I'm trying to determine how many times the number four appears in a sequence of numbers. There is a lower bound and upper bound (inclusive) that the user can determine. My code so far only counts the number of times the number 4 occurs if the range is set 40-49-- the resulting output is 10, however the actual value should be 11 because 44 has two 4's. In addition, the output for a range of 1-10 should be 1 but instead I get a value of zero? Am I not properly checking for the occurrence of 4? I'm taking into account the difference places (one's, tenths, hundredths place).

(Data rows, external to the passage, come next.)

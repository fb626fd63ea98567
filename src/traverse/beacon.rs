use geo::Point;

use crate::error::Result;
use crate::geom::algorithm::CoordTransform;

/// A beacon as read off the traverse, before any reprojection.
#[derive(Debug, Clone, PartialEq)]
pub struct Station {
    pub beacon_num: String,
    pub point: Point<f64>,
}

/// A marker record for one resolved point.
#[derive(Debug, Clone, PartialEq)]
pub struct Beacon {
    pub beacon_num: String,
    /// Coordinate in the working reference system.
    pub point: Point<f64>,
    /// Coordinate in the storage reference system.
    pub geometry: Point<f64>,
}

impl Beacon {
    pub fn emit(station: &Station, tr: Option<&dyn CoordTransform>) -> Result<Self> {
        let geometry = match tr {
            Some(tr) => tr.transform(station.point)?,
            None => station.point,
        };
        Ok(Self { beacon_num: station.beacon_num.clone(), point: station.point, geometry })
    }
}
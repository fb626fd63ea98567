use geo::{Coord, LineString};

/// Longest allowed miter, as a multiple of the offset distance. Sharper
/// corners are beveled.
pub const MITER_LIMIT: f64 = 2.0;

const EPS: f64 = 1e-12;

/// One-sided parallel offset of an open polyline with mitered corners.
///
/// Positive distances offset to the left of the walking direction, negative
/// to the right. Returns `None` when fewer than two distinct vertices remain.
pub fn offset_curve(line: &LineString<f64>, distance: f64) -> Option<LineString<f64>> {
    let mut points: Vec<Coord<f64>> = Vec::with_capacity(line.0.len());
    for &c in &line.0 {
        if points.last().is_none_or(|&last| !same(last, c)) {
            points.push(c);
        }
    }
    if points.len() < 2 { return None }
    if distance.abs() < EPS { return Some(LineString(points)) }

    // Offset each segment along its left normal.
    let (segments, directions): (Vec<(Coord<f64>, Coord<f64>)>, Vec<Coord<f64>>) = points.windows(2)
        .map(|w| {
            let dir = unit(w[1] - w[0]);
            let shift = Coord { x: -dir.y * distance, y: dir.x * distance };
            ((w[0] + shift, w[1] + shift), dir)
        })
        .unzip();

    let mut raw = Vec::with_capacity(points.len() * 2);
    raw.push(segments[0].0);
    for i in 1..segments.len() {
        push_corner(&mut raw, segments[i - 1], segments[i], directions[i - 1], directions[i], points[i], distance);
    }
    raw.push(segments[segments.len() - 1].1);

    Some(LineString(raw))
}

/// Join two consecutive offset segments meeting at `vertex`.
fn push_corner(
    raw: &mut Vec<Coord<f64>>,
    prev: (Coord<f64>, Coord<f64>),
    next: (Coord<f64>, Coord<f64>),
    prev_dir: Coord<f64>,
    next_dir: Coord<f64>,
    vertex: Coord<f64>,
    distance: f64,
) {
    let turn = cross(prev_dir, next_dir);
    if turn.abs() < EPS {
        if dot(prev_dir, next_dir) > 0.0 {
            // Collinear: the segments already share an endpoint.
            raw.push(prev.1);
        } else {
            raw.push(prev.1);
            raw.push(next.0);
        }
        return;
    }

    let t = cross(next.0 - prev.0, next_dir) / turn;
    let miter = prev.0 + prev_dir * t;
    let miter_len = norm(miter - vertex);

    if miter_len > MITER_LIMIT * distance.abs() {
        raw.push(prev.1);
        raw.push(next.0);
    } else {
        raw.push(miter);
    }
}

#[inline] fn dot(a: Coord<f64>, b: Coord<f64>) -> f64 { a.x * b.x + a.y * b.y }
#[inline] fn cross(a: Coord<f64>, b: Coord<f64>) -> f64 { a.x * b.y - a.y * b.x }
#[inline] fn norm(a: Coord<f64>) -> f64 { a.x.hypot(a.y) }
#[inline] fn same(a: Coord<f64>, b: Coord<f64>) -> bool { norm(a - b) < 1e-9 }

#[inline]
fn unit(a: Coord<f64>) -> Coord<f64> {
    let n = norm(a);
    Coord { x: a.x / n, y: a.y / n }
}

#[cfg(test)]
mod tests {
    use approx::assert_abs_diff_eq;

    use super::*;

    fn coords(line: &LineString<f64>) -> Vec<(f64, f64)> {
        line.coords().map(|c| (c.x, c.y)).collect()
    }

    fn assert_coords(line: &LineString<f64>, expected: &[(f64, f64)]) {
        let got = coords(line);
        assert_eq!(got.len(), expected.len(), "got {got:?}");
        for (g, e) in got.iter().zip(expected) {
            assert_abs_diff_eq!(g.0, e.0, epsilon = 1e-9);
            assert_abs_diff_eq!(g.1, e.1, epsilon = 1e-9);
        }
    }

    #[test]
    fn positive_distance_goes_left() {
        let line = LineString::from(vec![(0.0, 0.0), (10.0, 0.0)]);
        assert_coords(&offset_curve(&line, 5.0).unwrap(), &[(0.0, 5.0), (10.0, 5.0)]);
        assert_coords(&offset_curve(&line, -3.5).unwrap(), &[(0.0, -3.5), (10.0, -3.5)]);
    }

    #[test]
    fn inner_and_outer_corners_are_mitered() {
        let line = LineString::from(vec![(0.0, 0.0), (10.0, 0.0), (10.0, 10.0)]);
        assert_coords(&offset_curve(&line, 1.0).unwrap(), &[(0.0, 1.0), (9.0, 1.0), (9.0, 10.0)]);
        assert_coords(&offset_curve(&line, -1.0).unwrap(), &[(0.0, -1.0), (11.0, -1.0), (11.0, 10.0)]);
    }

    #[test]
    fn sharp_corner_is_beveled() {
        // Turning back by ~174 degrees would need a miter far beyond the limit.
        let line = LineString::from(vec![(0.0, 0.0), (10.0, 0.0), (0.0, 1.0)]);
        let out = offset_curve(&line, -1.0).unwrap();
        assert_eq!(out.0.len(), 4);
        assert_abs_diff_eq!(out.0[1].x, 10.0, epsilon = 1e-9);
        assert_abs_diff_eq!(out.0[1].y, -1.0, epsilon = 1e-9);
    }

    #[test]
    fn collinear_vertices_collapse() {
        let line = LineString::from(vec![(0.0, 0.0), (5.0, 0.0), (10.0, 0.0)]);
        assert_coords(&offset_curve(&line, 2.0).unwrap(), &[(0.0, 2.0), (5.0, 2.0), (10.0, 2.0)]);
    }

    #[test]
    fn degenerate_input_yields_nothing() {
        let line = LineString::from(vec![(3.0, 4.0), (3.0, 4.0)]);
        assert!(offset_curve(&line, 5.0).is_none());
        assert!(offset_curve(&LineString::new(vec![]), 5.0).is_none());
    }

    #[test]
    fn repeated_vertices_are_ignored() {
        let line = LineString::from(vec![(0.0, 0.0), (0.0, 0.0), (0.0, 10.0)]);
        assert_coords(&offset_curve(&line, 1.0).unwrap(), &[(-1.0, 0.0), (-1.0, 10.0)]);
    }
}
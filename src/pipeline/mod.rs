//! Drives traverse rows through resolution, closure, offsetting and the
//! spatial join, reporting milestones along the way.
mod output;
mod progress;
mod worker;

use std::time::Instant;

pub use output::{ParcelMap, PipelineOutput, Summary};
pub use progress::Progress;
pub use worker::{spawn, Worker};

use crate::config::Config;
use crate::error::{Error, Result};
use crate::geom::algorithm::{transform_for, CoordTransform};
use crate::join::{enrich, sequence, BoundaryLayer, BoundaryProvider};
use crate::parcel::ParcelPolygon;
use crate::traverse::{build_segment, Beacon, ClosedRing, TraverseAccumulator, TraverseRecord};

/// A configured run: settings plus the two indexed boundary layers.
#[derive(Debug, Clone)]
pub struct Pipeline {
    config: Config,
    regions: BoundaryLayer,
    blocks: BoundaryLayer,
}

impl Pipeline {
    pub fn new(config: Config, regions: BoundaryLayer, blocks: BoundaryLayer) -> Self {
        Self { config, regions, blocks }
    }

    /// Load and index both boundary layers before any row is read.
    pub fn from_providers(
        config: Config,
        regions: &dyn BoundaryProvider,
        blocks: &dyn BoundaryProvider,
    ) -> Result<Self> {
        let regions = BoundaryLayer::from_provider("region", regions)?;
        let blocks = BoundaryLayer::from_provider("block", blocks)?;
        Ok(Self::new(config, regions, blocks))
    }

    #[inline] pub fn config(&self) -> &Config { &self.config }

    /// Process the whole table. Any fatal error aborts the run and no partial
    /// output is returned.
    pub fn run(&self, records: &[TraverseRecord], progress: &Progress) -> Result<PipelineOutput> {
        let start = Instant::now();
        let total = records.len();
        if total == 0 { return Err(Error::EmptyInput) }

        let tr = transform_for(&self.config)?;
        let tr = tr.as_ref().map(|t| t as &dyn CoordTransform);
        if tr.is_some() {
            progress.emit(format!("Reprojecting EPSG:{} to EPSG:{}", self.config.working_epsg, self.config.storage_epsg));
        }

        progress.emit(format!("Processing {total} rows..."));

        let mut parcels: Vec<ParcelPolygon> = Vec::new();
        let mut beacons = ParcelMap::new();
        let mut roads = ParcelMap::new();

        let mut on_close = |ring: ClosedRing| -> Result<()> {
            let parcel = ParcelPolygon::close(&ring.parcel_id, &ring.points, tr)?;
            tracing::debug!(parcel = %ring.parcel_id, area = parcel.area, "closed parcel");

            let mut segments = Vec::with_capacity(ring.runs.len());
            for run in &ring.runs {
                segments.extend(build_segment(&ring.parcel_id, run, tr)?);
            }
            let emitted = ring.stations.iter()
                .map(|station| Beacon::emit(station, tr))
                .collect::<Result<Vec<_>>>()?;

            beacons.insert(&ring.parcel_id, emitted);
            roads.insert(&ring.parcel_id, segments);
            parcels.push(parcel);
            Ok(())
        };

        let every = self.config.progress_every.max(1);
        let mut accumulator = TraverseAccumulator::new();
        for (i, record) in records.iter().enumerate() {
            accumulator.push(record, &mut on_close)?;

            let done = i + 1;
            if done % every == 0 {
                let percent = done as f64 / total as f64 * 100.0;
                progress.emit(format!("Processing CSV: {percent:.1}% ({done}/{total} rows)"));
            }
        }
        accumulator.finish(&mut on_close)?;

        progress.emit("Performing spatial joins...");
        progress.emit(format!(
            "Joining {} parcels with {} {} and {} {} features",
            parcels.len(), self.regions.len(), self.regions.name(), self.blocks.len(), self.blocks.name(),
        ));
        let (joins, join_misses) = enrich(&parcels, &self.regions, &self.blocks, self.config.sentinel_id);

        let matched = parcels.iter()
            .filter(|p| !join_misses.iter().any(|m| m.parcel_id == p.parcel_id))
            .count();
        progress.emit(format!("Spatial join found {matched} matches out of {} parcels", parcels.len()));
        for miss in &join_misses {
            progress.emit(format!(
                "WARNING: No {} match for parcel {}, using {}",
                miss.layer, miss.parcel_id, self.config.sentinel_id,
            ));
        }

        let parcels = sequence(parcels, joins);
        for p in &parcels {
            progress.emit(format!(
                "Parcel {}: region_id={}, block_id={}, parcel_num={}",
                p.parcel.parcel_id, p.join.region_id, p.join.block_id, p.parcel_num,
            ));
        }

        let summary = Summary {
            rows: total,
            parcels: parcels.len(),
            beacons: beacons.total(),
            roads: roads.total(),
            join_misses: join_misses.len(),
        };
        progress.emit(format!("Processing complete! Total time: {:.1} seconds", start.elapsed().as_secs_f64()));

        Ok(PipelineOutput { parcels, beacons, roads, join_misses, summary })
    }
}

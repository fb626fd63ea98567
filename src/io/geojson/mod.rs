//! GeoJSON boundary layers in, parcels, beacons and roads out.

mod read;
mod write;

pub use read::*;
pub use write::*;
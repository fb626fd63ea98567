use std::{fs, path::Path};

use geo::{LineString, Point, Polygon};
use serde_json::{json, Map, Value};

use crate::config::Config;
use crate::error::Result;
use crate::pipeline::PipelineOutput;

/// Export a run as three GeoJSON FeatureCollections keyed `parcels`,
/// `beacons` and `roads`, plus the summary counts.
pub fn output_to_geojson(output: &PipelineOutput, config: &Config) -> Value {
    let parcels: Vec<Value> = output.parcels.iter()
        .map(|p| {
            let mut properties = Map::new();
            properties.insert("parcel_id".into(), json!(p.parcel.parcel_id));
            properties.insert("parcel_num".into(), json!(p.parcel_num));
            properties.insert("region_id".into(), json!(p.join.region_id));
            properties.insert("block_id".into(), json!(p.join.block_id));
            properties.insert("area".into(), json!(p.parcel.area));
            properties.insert("data_source".into(), json!(config.data_source));
            properties.insert("status".into(), json!(config.status));
            feature(polygon_to_geojson(&p.parcel.polygon), properties)
        })
        .collect();

    let beacons: Vec<Value> = output.beacons.iter()
        .flat_map(|(parcel_id, beacons)| beacons.iter().map(move |b| {
            let mut properties = Map::new();
            properties.insert("parcel_id".into(), json!(parcel_id));
            properties.insert("beacon_num".into(), json!(b.beacon_num));
            properties.insert("x".into(), json!(b.point.x()));
            properties.insert("y".into(), json!(b.point.y()));
            feature(point_to_geojson(&b.geometry), properties)
        }))
        .collect();

    let roads: Vec<Value> = output.roads.iter()
        .flat_map(|(parcel_id, roads)| roads.iter().map(move |r| {
            let mut properties = Map::new();
            properties.insert("parcel_id".into(), json!(parcel_id));
            properties.insert("offset".into(), json!(r.offset));
            feature(linestring_to_geojson(&r.centerline), properties)
        }))
        .collect();

    let summary = &output.summary;
    json!({
        "crs": format!("EPSG:{}", config.storage_epsg),
        "parcels": collection(parcels),
        "beacons": collection(beacons),
        "roads": collection(roads),
        "summary": {
            "rows": summary.rows,
            "parcels": summary.parcels,
            "beacons": summary.beacons,
            "roads": summary.roads,
            "join_misses": summary.join_misses,
        },
    })
}

/// Write the GeoJSON export of a run to `path`.
pub fn write_output(output: &PipelineOutput, config: &Config, path: &Path) -> Result<()> {
    let bytes = serde_json::to_vec_pretty(&output_to_geojson(output, config))?;
    fs::write(path, bytes)?;
    Ok(())
}

#[inline]
fn feature(geometry: Value, properties: Map<String, Value>) -> Value {
    json!({ "type": "Feature", "geometry": geometry, "properties": properties })
}

#[inline]
fn collection(features: Vec<Value>) -> Value {
    json!({ "type": "FeatureCollection", "features": features })
}

fn ring_coords(ring: &LineString<f64>) -> Vec<[f64; 2]> {
    ring.coords().map(|c| [c.x, c.y]).collect()
}

fn polygon_to_geojson(polygon: &Polygon<f64>) -> Value {
    let rings: Vec<Vec<[f64; 2]>> = std::iter::once(polygon.exterior())
        .chain(polygon.interiors())
        .map(ring_coords)
        .collect();
    json!({ "type": "Polygon", "coordinates": rings })
}

fn linestring_to_geojson(line: &LineString<f64>) -> Value {
    json!({ "type": "LineString", "coordinates": ring_coords(line) })
}

fn point_to_geojson(point: &Point<f64>) -> Value {
    json!({ "type": "Point", "coordinates": [point.x(), point.y()] })
}

#[cfg(test)]
mod tests {
    use geo::polygon;

    use super::*;

    #[test]
    fn polygon_rings_are_positions() {
        let poly = polygon![(x: 0.0, y: 0.0), (x: 1.0, y: 0.0), (x: 1.0, y: 1.0)];
        let value = polygon_to_geojson(&poly);
        assert_eq!(value["type"], "Polygon");
        assert_eq!(value["coordinates"][0].as_array().unwrap().len(), 4);
        assert_eq!(value["coordinates"][0][1], json!([1.0, 0.0]));
    }

    #[test]
    fn point_is_xy_pair() {
        assert_eq!(point_to_geojson(&Point::new(3.0, 4.0))["coordinates"], json!([3.0, 4.0]));
    }
}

Scanner scan = new Scanner(System.in);
    int count = 0;
    int i;

    System.out.println("Enter the lower range: ");
    int lower = scan.nextInt();

    System.out.println("Enter the upper range: ");
    int upper = scan.nextInt();

    if (lower > upper) {
        System.out.println("Bad input");
    }
    for (i = lower; i <= upper; i++) {
        if (lower * 0.01 == 4) {
            count++;
        } else if (lower * .1 == 4) {
            count++;
        } else if (lower * 1 == 4) {
            count++;
        }
    }

    System.out.println("Result: " + count);

There isn't supposed to be. The user determines the lower and upper limit and from that you have determine the occurrence of the number 4. — Construct0r, Oct 23 '16 at 18:28
Possible duplicate of [How to get the separate digits of an int number?](http://stackoverflow.com/questions/3389264/how-to-get-the-separate-digits-of-an-int-number) — , Oct 23 '16 at 18:28
So if the user entered, lower: 0 upper: 10 (0 1 2 3 4 5 6 7 8 9 10) the number 4 shows up once. But, that doesn't work out for my code. — Construct0r, Oct 23 '16 at 18:28
The way can be found out, just think with modulo and division. Maybe in addition you need to know amount of digits. However, I don't think that it is useless question so that I have given +1 — Soner from The Ottoman Empire, Oct 23 '16 at 18:30
0 time anything will always be 0, not sure what else you expected. (You might want to rethink your entire `for` loop) — UnholySheep, Oct 23 '16 at 18:30
what do you want to achieve? check every number iteratively? that's naive. Think of a better algo first, mate (hint: AFAIR, you can calculate that without a loop, with just a proper equation) — , Oct 23 '16 at 18:31
[also, you already asked this question.](http://stackoverflow.com/questions/40113717/what-would-the-condition-be) — , Oct 23 '16 at 18:33

score 1 · Answer 1 · edited May 23 '17 at 10:29

1

Don't use floating point math. The results are subject to accuracy errors. Stick to integer arithmetic.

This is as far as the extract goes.